EXERCISE REQUIREMENTS:
Return the listing below in full, exactly.

RECORDS FOR THE EXERCISE:
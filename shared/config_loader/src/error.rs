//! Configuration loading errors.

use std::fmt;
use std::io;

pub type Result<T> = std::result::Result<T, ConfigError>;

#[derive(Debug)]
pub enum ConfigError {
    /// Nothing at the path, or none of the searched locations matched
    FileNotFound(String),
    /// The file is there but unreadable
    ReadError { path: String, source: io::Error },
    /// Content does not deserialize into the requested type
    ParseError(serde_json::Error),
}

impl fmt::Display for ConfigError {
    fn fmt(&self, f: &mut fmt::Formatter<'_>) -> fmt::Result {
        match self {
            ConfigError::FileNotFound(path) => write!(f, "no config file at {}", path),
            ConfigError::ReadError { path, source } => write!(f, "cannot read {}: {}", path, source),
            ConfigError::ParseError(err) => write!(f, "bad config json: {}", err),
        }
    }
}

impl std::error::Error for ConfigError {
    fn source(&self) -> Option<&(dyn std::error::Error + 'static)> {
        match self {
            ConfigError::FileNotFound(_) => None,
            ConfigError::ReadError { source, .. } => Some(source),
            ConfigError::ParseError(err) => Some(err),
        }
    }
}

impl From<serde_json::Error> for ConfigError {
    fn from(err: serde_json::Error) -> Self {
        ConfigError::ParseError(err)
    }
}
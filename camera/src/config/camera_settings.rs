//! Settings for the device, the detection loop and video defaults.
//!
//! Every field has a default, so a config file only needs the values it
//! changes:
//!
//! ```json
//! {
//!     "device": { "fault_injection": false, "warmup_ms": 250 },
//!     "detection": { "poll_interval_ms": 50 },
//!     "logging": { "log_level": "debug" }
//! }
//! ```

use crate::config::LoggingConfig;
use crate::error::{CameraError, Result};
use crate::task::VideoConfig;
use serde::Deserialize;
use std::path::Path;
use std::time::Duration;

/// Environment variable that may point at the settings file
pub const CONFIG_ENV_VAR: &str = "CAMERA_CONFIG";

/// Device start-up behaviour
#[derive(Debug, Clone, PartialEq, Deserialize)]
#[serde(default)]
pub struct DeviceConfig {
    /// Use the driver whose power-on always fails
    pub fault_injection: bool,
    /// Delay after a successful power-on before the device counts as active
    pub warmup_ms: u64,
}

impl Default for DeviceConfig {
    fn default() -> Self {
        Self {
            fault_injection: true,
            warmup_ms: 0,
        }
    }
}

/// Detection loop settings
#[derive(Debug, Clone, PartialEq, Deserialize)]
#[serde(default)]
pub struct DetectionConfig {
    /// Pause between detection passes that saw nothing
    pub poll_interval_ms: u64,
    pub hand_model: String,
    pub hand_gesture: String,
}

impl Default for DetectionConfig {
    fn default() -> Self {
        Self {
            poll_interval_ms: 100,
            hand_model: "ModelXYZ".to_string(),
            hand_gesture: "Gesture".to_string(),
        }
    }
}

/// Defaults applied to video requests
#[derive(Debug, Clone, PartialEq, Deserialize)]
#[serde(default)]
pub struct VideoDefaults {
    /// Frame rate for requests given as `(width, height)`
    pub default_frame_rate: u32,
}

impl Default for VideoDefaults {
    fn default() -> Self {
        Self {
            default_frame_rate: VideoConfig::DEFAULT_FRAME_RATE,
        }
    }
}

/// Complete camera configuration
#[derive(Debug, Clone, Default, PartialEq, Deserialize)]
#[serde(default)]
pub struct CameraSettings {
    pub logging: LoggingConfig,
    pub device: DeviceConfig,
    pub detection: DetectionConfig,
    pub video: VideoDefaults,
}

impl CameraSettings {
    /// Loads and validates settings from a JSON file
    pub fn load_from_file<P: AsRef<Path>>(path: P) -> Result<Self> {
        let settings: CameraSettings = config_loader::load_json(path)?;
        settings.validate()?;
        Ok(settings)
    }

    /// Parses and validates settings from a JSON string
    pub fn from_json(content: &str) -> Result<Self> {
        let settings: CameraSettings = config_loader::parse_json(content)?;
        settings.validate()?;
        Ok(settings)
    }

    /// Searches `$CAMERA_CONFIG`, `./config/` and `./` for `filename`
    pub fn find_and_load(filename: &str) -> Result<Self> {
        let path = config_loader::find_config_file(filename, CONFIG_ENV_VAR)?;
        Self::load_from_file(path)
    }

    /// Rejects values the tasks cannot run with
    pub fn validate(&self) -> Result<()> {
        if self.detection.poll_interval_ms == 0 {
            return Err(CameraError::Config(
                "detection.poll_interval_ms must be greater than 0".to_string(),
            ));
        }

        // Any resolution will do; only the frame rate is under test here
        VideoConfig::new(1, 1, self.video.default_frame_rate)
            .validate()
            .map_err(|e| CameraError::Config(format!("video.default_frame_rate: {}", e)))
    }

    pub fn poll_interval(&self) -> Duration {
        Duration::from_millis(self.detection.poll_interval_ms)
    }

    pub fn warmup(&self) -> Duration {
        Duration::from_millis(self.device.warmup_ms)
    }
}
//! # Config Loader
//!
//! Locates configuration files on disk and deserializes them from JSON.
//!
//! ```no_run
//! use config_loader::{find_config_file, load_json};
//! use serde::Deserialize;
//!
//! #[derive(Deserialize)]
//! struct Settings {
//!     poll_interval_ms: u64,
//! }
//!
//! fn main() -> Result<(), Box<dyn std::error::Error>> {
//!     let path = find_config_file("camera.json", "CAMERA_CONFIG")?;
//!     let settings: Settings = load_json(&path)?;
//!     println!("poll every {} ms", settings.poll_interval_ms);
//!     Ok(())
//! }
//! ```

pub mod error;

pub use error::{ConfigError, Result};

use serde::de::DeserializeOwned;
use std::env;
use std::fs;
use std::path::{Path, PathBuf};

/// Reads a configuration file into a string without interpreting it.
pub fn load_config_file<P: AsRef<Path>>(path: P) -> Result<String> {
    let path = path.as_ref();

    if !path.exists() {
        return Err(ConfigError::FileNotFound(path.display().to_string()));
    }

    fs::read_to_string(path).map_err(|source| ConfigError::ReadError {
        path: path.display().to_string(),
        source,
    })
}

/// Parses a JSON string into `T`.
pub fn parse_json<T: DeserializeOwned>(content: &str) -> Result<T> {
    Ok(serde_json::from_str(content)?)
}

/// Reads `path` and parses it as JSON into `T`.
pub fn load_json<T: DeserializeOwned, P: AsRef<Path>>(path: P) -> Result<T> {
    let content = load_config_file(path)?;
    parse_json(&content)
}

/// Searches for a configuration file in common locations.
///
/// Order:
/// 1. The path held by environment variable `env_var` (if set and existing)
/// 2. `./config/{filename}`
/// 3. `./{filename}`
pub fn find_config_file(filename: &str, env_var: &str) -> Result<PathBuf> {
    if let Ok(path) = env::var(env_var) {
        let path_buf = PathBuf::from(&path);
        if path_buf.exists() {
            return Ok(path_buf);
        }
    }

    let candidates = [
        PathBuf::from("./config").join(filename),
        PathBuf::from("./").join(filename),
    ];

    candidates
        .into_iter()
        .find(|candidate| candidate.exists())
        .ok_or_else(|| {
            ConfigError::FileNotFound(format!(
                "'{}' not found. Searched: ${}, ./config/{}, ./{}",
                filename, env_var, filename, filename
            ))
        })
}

EXERCISE SOLUTION:
filename shared/config_loader/src/error.rs
//! Configuration loading errors.

use std::fmt;
use std::io;

pub type Result<T> = std::result::Result<T, ConfigError>;

#[derive(Debug)]
pub enum ConfigError {
    /// Nothing at the path, or none of the searched locations matched
    FileNotFound(String),
    /// The file is there but unreadable
    ReadError { path: String, source: io::Error },
    /// Content does not deserialize into the requested type
    ParseError(serde_json::Error),
}

impl fmt::Display for ConfigError {
    fn fmt(&self, f: &mut fmt::Formatter<'_>) -> fmt::Result {
        match self {
            ConfigError::FileNotFound(path) => write!(f, "no config file at {}", path),
            ConfigError::ReadError { path, source } => write!(f, "cannot read {}: {}", path, source),
            ConfigError::ParseError(err) => write!(f, "bad config json: {}", err),
        }
    }
}

impl std::error::Error for ConfigError {
    fn source(&self) -> Option<&(dyn std::error::Error + 'static)> {
        match self {
            ConfigError::FileNotFound(_) => None,
            ConfigError::ReadError { source, .. } => Some(source),
            ConfigError::ParseError(err) => Some(err),
        }
    }
}

impl From<serde_json::Error> for ConfigError {
    fn from(err: serde_json::Error) -> Self {
        ConfigError::ParseError(err)
    }
}
filename camera/src/config/camera_settings.rs
//! Settings for the device, the detection loop and video defaults.
//!
//! Every field has a default, so a config file only needs the values it
//! changes:
//!
//! ```json
//! {
//!     "device": { "fault_injection": false, "warmup_ms": 250 },
//!     "detection": { "poll_interval_ms": 50 },
//!     "logging": { "log_level": "debug" }
//! }
//! ```

use crate::config::LoggingConfig;
use crate::error::{CameraError, Result};
use crate::task::VideoConfig;
use serde::Deserialize;
use std::path::Path;
use std::time::Duration;

/// Environment variable that may point at the settings file
pub const CONFIG_ENV_VAR: &str = "CAMERA_CONFIG";

/// Device start-up behaviour
#[derive(Debug, Clone, PartialEq, Deserialize)]
#[serde(default)]
pub struct DeviceConfig {
    /// Use the driver whose power-on always fails
    pub fault_injection: bool,
    /// Delay after a successful power-on before the device counts as active
    pub warmup_ms: u64,
}

impl Default for DeviceConfig {
    fn default() -> Self {
        Self {
            fault_injection: true,
            warmup_ms: 0,
        }
    }
}

/// Detection loop settings
#[derive(Debug, Clone, PartialEq, Deserialize)]
#[serde(default)]
pub struct DetectionConfig {
    /// Pause between detection passes that saw nothing
    pub poll_interval_ms: u64,
    pub hand_model: String,
    pub hand_gesture: String,
}

impl Default for DetectionConfig {
    fn default() -> Self {
        Self {
            poll_interval_ms: 100,
            hand_model: "ModelXYZ".to_string(),
            hand_gesture: "Gesture".to_string(),
        }
    }
}

/// Defaults applied to video requests
#[derive(Debug, Clone, PartialEq, Deserialize)]
#[serde(default)]
pub struct VideoDefaults {
    /// Frame rate for requests given as `(width, height)`
    pub default_frame_rate: u32,
}

impl Default for VideoDefaults {
    fn default() -> Self {
        Self {
            default_frame_rate: VideoConfig::DEFAULT_FRAME_RATE,
        }
    }
}

/// Complete camera configuration
#[derive(Debug, Clone, Default, PartialEq, Deserialize)]
#[serde(default)]
pub struct CameraSettings {
    pub logging: LoggingConfig,
    pub device: DeviceConfig,
    pub detection: DetectionConfig,
    pub video: VideoDefaults,
}

impl CameraSettings {
    /// Loads and validates settings from a JSON file
    pub fn load_from_file<P: AsRef<Path>>(path: P) -> Result<Self> {
        let settings: CameraSettings = config_loader::load_json(path)?;
        settings.validate()?;
        Ok(settings)
    }

    /// Parses and validates settings from a JSON string
    pub fn from_json(content: &str) -> Result<Self> {
        let settings: CameraSettings = config_loader::parse_json(content)?;
        settings.validate()?;
        Ok(settings)
    }

    /// Searches `$CAMERA_CONFIG`, `./config/` and `./` for `filename`
    pub fn find_and_load(filename: &str) -> Result<Self> {
        let path = config_loader::find_config_file(filename, CONFIG_ENV_VAR)?;
        Self::load_from_file(path)
    }

    /// Rejects values the tasks cannot run with
    pub fn validate(&self) -> Result<()> {
        if self.detection.poll_interval_ms == 0 {
            return Err(CameraError::Config(
                "detection.poll_interval_ms must be greater than 0".to_string(),
            ));
        }

        // Any resolution will do; only the frame rate is under test here
        VideoConfig::new(1, 1, self.video.default_frame_rate)
            .validate()
            .map_err(|e| CameraError::Config(format!("video.default_frame_rate: {}", e)))
    }

    pub fn poll_interval(&self) -> Duration {
        Duration::from_millis(self.detection.poll_interval_ms)
    }

    pub fn warmup(&self) -> Duration {
        Duration::from_millis(self.device.warmup_ms)
    }
}
//! # Config Loader
//!
//! Locates configuration files on disk and deserializes them from JSON.
//!
//! ```no_run
//! use config_loader::{find_config_file, load_json};
//! use serde::Deserialize;
//!
//! #[derive(Deserialize)]
//! struct Settings {
//!     poll_interval_ms: u64,
//! }
//!
//! fn main() -> Result<(), Box<dyn std::error::Error>> {
//!     let path = find_config_file("camera.json", "CAMERA_CONFIG")?;
//!     let settings: Settings = load_json(&path)?;
//!     println!("poll every {} ms", settings.poll_interval_ms);
//!     Ok(())
//! }
//! ```

pub mod error;

pub use error::{ConfigError, Result};

use serde::de::DeserializeOwned;
use std::env;
use std::fs;
use std::path::{Path, PathBuf};

/// Reads a configuration file into a string without interpreting it.
pub fn load_config_file<P: AsRef<Path>>(path: P) -> Result<String> {
    let path = path.as_ref();

    if !path.exists() {
        return Err(ConfigError::FileNotFound(path.display().to_string()));
    }

    fs::read_to_string(path).map_err(|source| ConfigError::ReadError {
        path: path.display().to_string(),
        source,
    })
}

/// Parses a JSON string into `T`.
pub fn parse_json<T: DeserializeOwned>(content: &str) -> Result<T> {
    Ok(serde_json::from_str(content)?)
}

/// Reads `path` and parses it as JSON into `T`.
pub fn load_json<T: DeserializeOwned, P: AsRef<Path>>(path: P) -> Result<T> {
    let content = load_config_file(path)?;
    parse_json(&content)
}

/// Searches for a configuration file in common locations.
///
/// Order:
/// 1. The path held by environment variable `env_var` (if set and existing)
/// 2. `./config/{filename}`
/// 3. `./{filename}`
pub fn find_config_file(filename: &str, env_var: &str) -> Result<PathBuf> {
    if let Ok(path) = env::var(env_var) {
        let path_buf = PathBuf::from(&path);
        if path_buf.exists() {
            return Ok(path_buf);
        }
    }

    let candidates = [
        PathBuf::from("./config").join(filename),
        PathBuf::from("./").join(filename),
    ];

    candidates
        .into_iter()
        .find(|candidate| candidate.exists())
        .ok_or_else(|| {
            ConfigError::FileNotFound(format!(
                "'{}' not found. Searched: ${}, ./config/{}, ./{}",
                filename, env_var, filename, filename
            ))
        })
}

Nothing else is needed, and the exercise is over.